Whenever i install Debian, I always use the minimal net install. I’ll install the default base install with no desktop. And then I’ll switch to the testing repos and update everything. And then I’ll build my system from there. Installing Debian this way is kinda like installing Arch, but with a lot less manual configuration!

Then I’ll add programs that I use every day and I’ll accept any dependencies. Before adding my backed up files and scripts.

When doing a fresh install, it does sometimes take me a few days to get it completely sorted - because I might forget about a couple of programs/packages. Or there may be some modifications I made to the configs of my previous install that I’d forgotten to document.

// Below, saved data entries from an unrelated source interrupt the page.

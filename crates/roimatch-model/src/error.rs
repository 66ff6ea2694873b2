use thiserror::Error;

#[derive(Debug, Error)]
pub enum ModelError {
    #[error("training set is empty")]
    EmptyTrainingSet,

    #[error("row count mismatch: {rows} feature rows vs {labels} labels")]
    LengthMismatch { rows: usize, labels: usize },

    #[error("feature schema mismatch: {0}")]
    SchemaMismatch(String),

    #[error("invalid model parameters: {0}")]
    InvalidParams(String),
}

#[derive(Debug, Error)]
pub enum ArtifactError {
    #[error("model artifact not found at {path}")]
    NotFound { path: String },

    #[error("I/O error on model artifact {path}: {source}")]
    Io {
        path: String,
        #[source]
        source: std::io::Error,
    },

    #[error("model artifact JSON error: {0}")]
    Json(#[from] serde_json::Error),

    #[error("unsupported artifact format version {found} (supported: {supported})")]
    UnsupportedVersion { found: u32, supported: u32 },

    #[error("model artifact checksum mismatch")]
    ChecksumMismatch,
}

#[derive(Debug, Error)]
pub enum RecommendError {
    #[error("budget must be positive, got {0}")]
    InvalidBudget(i64),

    #[error("{items} items but {scores} scores")]
    LengthMismatch { items: usize, scores: usize },
}

#[derive(Debug, Error)]
pub enum ServiceError {
    #[error("{0} model is not loaded")]
    ModelUnavailable(&'static str),

    #[error("budget must be positive, got {0}")]
    InvalidBudget(i64),

    #[error("invalid input: {0}")]
    InvalidInput(String),

    #[error("prediction failed: {0}")]
    Prediction(#[from] ModelError),
}

impl From<RecommendError> for ServiceError {
    fn from(e: RecommendError) -> Self {
        match e {
            RecommendError::InvalidBudget(b) => ServiceError::InvalidBudget(b),
            other @ RecommendError::LengthMismatch { .. } => {
                ServiceError::Prediction(ModelError::SchemaMismatch(other.to_string()))
            }
        }
    }
}
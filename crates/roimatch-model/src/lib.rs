//! Feature tables, the encoder + regressor model, artifact persistence,
//! candidate generation, ranking, and the recommendation service.

pub mod artifact;
pub mod candidates;
pub mod dataset;
pub mod encoder;
pub mod error;
pub mod evaluate;
pub mod forest;
pub mod pipeline;
pub mod ranking;
pub mod service;
pub mod table;

pub use artifact::{
    load_artifact, save_artifact, ArtifactMetadata, LabelSource, LoadedModel, ModelKind,
    FORMAT_VERSION,
};
pub use candidates::generate;
pub use dataset::{
    build_creator_dataset, build_performance_dataset, candidate_table, creator_schema,
    label_source_for, Dataset, PerformanceFeatures,
};
pub use encoder::{Encoder, OneHotEncoder};
pub use error::{ArtifactError, ModelError, RecommendError, ServiceError};
pub use evaluate::{mean_squared_error, r2_score, TrainingReport};
pub use forest::{ForestParams, RandomForestRegressor, Regressor};
pub use pipeline::{train_with_holdout, RoiModel, TrainOptions, TrainedModel};
pub use ranking::{rank, rank_by_kpis, rank_by_model, roi_percent, HistoricalPick, Ranked};
pub use roimatch_core::HistoricalFilter;
pub use service::{
    Confidence, ModelSlot, ModelStatus, PredictionAnalysis, PredictionInputInfo,
    PredictionRequest, PredictionResponse, RecommendationRequest, RecommendationService,
    serving_schema,
};
pub use table::{Column, FeatureSchema, FeatureTable, Matrix};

But I don’t see that as a problem!
With Debian minimal net install- I can get a basic, lightweight system up and running pretty quickly and start working straight away.
The rest is just fine tuning/tweaking.
If I realise I’ve forgotten something, I’ll open a terminal and install what I need from apt. And then get on with something else while I wait for apt to do its thing.

If I can’t remember the exact name of a package, I’ll search for it using “apt search” or “apt-cache search”.

After performing an install - I’m always happy to fine tune/tweak it over the following days.

For me, the advantage of installing Debian this way is - I get to avoid the god awful gnome 3 desktop that is installed in the default Debian “live” installation media. And for the most part, I get to choose which software ends up on my machine.

And I know that if I want to use certain programs, it might ask to install a few hundred other libraries as dependencies. It doesn’t bother me at all.

Ok, it’s a slower method than using the default Debian installer, or installing Ubuntu, or mint, or Suse, or fedora through their “live” media.

But that extra time is the price you pay for the extra control you have over the final result.
As I said, it’s comparable to setting up arch, but with a little less manual configuration!!

I’d much rather install only the packages I need, than to install from a “live“ installer and have to uninstall a ton of crap I don’t need, before I can start setting up my preferred environment. That to me is counter productive!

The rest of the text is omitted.